I've recently joined the forums, and was hoping to seek out some advice. I will be newly licensed next month, and I am currently in the market for my first cruiser. The problem is that I am a 24 yr. old, 6'5", 350lb man that wears a size 15 6e shoe. Even my helmet, which was a 5XL, is large....These factors have made it difficult to find a cruiser that is comfortable underneath my large frame. With my lack of experience, I thought going with a 200-500cc (random range) cruiser would be best, but none of the rides felt comfortable. Mainly, I had issues with the locations of the shifter and rear brake. Either they put my legs into awkward angles, or my large boots (specifically size 15, 6e) did not work well with the shifter. Switching from boots to more flexible shoes is a possibility, but I rather wear my boots while riding for safety reasons. As of today, the most physically comfortable cruiser that I've found is a 2008 Harley Davidson XL1200C Sportster. The forward controls were amazing, and the ability to have my legs stretched out was great. The weight of the cruiser was easy enough to handle, I have strength from my college football days, but I was worried about the power behind that 1200cc's.
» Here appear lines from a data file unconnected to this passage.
//! Devflow: review lifecycle governance for documentation-and-release
//! workflows.
//!
//! A piece of engineering work moves through a fixed review lifecycle, and
//! downstream actions (test-case generation, database verification,
//! integration documentation, ticket publication) are only permitted once
//! the work has cleared review.
//!
//! # Architecture
//!
//! Devflow follows hexagonal architecture principles:
//!
//! - **Domain**: Pure lifecycle rules with no infrastructure dependencies
//! - **Ports**: Abstract trait interfaces for persistence
//! - **Adapters**: Concrete store implementations (in-memory, markdown files)
//!
//! # Modules
//!
//! - [`task`]: Status transitions, gates, audit trail, batches, and reports
//! - [`config`]: Project root and store location settings
//! - [`telemetry`]: Tracing subscriber installation

pub mod config;
pub mod task;
pub mod telemetry;
//! Shared world state for review lifecycle BDD scenarios.

use std::sync::Arc;

use devflow::task::{
    adapters::memory::InMemoryTaskStore,
    domain::TaskStatus,
    services::{
        BatchCoordinator, BatchResult, TaskGate, TaskGateResult, TaskLifecycleError,
        TaskLifecycleService, TransitionOutcome,
    },
};
use mockable::DefaultClock;
use rstest::fixture;

/// Service type used by the BDD world.
pub type TestLifecycle = TaskLifecycleService<InMemoryTaskStore, DefaultClock>;

/// Scenario world for review lifecycle behaviour tests.
pub struct ReviewWorld {
    pub store: Arc<InMemoryTaskStore>,
    pub lifecycle: TestLifecycle,
    pub gate: TaskGate<InMemoryTaskStore>,
    pub batch: BatchCoordinator<InMemoryTaskStore, DefaultClock>,
    pub last_transition: Option<Result<TransitionOutcome, TaskLifecycleError>>,
    pub last_gate: Option<TaskGateResult<TaskStatus>>,
    pub last_batch: Option<BatchResult>,
}

impl ReviewWorld {
    /// Creates a world over an empty store.
    #[must_use]
    pub fn new() -> Self {
        let store = Arc::new(InMemoryTaskStore::new());
        let lifecycle = TaskLifecycleService::new(Arc::clone(&store), Arc::new(DefaultClock));
        Self {
            gate: TaskGate::new(Arc::clone(&store)),
            batch: BatchCoordinator::new(TaskLifecycleService::new(
                Arc::clone(&store),
                Arc::new(DefaultClock),
            )),
            store,
            lifecycle,
            last_transition: None,
            last_gate: None,
            last_batch: None,
        }
    }
}

impl Default for ReviewWorld {
    fn default() -> Self {
        Self::new()
    }
}

/// Fixture that creates a new scenario world.
#[fixture]
pub fn world() -> ReviewWorld {
    ReviewWorld::default()
}

/// Runs an async operation within sync step definitions.
pub fn run_async<T>(future: impl std::future::Future<Output = T>) -> T {
    tokio::task::block_in_place(|| tokio::runtime::Handle::current().block_on(future))
}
It looked amazing and is my current dream starter cruiser, but my safety and that of others on the road is more important to me. I don't have experience riding, and want to make a good decision that keeps me riding for years. So...that brings me to my two main questions.

-Are there any similarly designed, but less powerful cruisers that would work well with my size, and that would be a good starting cruiser for a complete beginner?
or
-Should I stick with the used 2008 Harley Davidson XL1200C Sportster, and just take my time while learning to safely ride it?

I should mention that I live in Iowa, and there are plentiful options for finding a ride to call my own.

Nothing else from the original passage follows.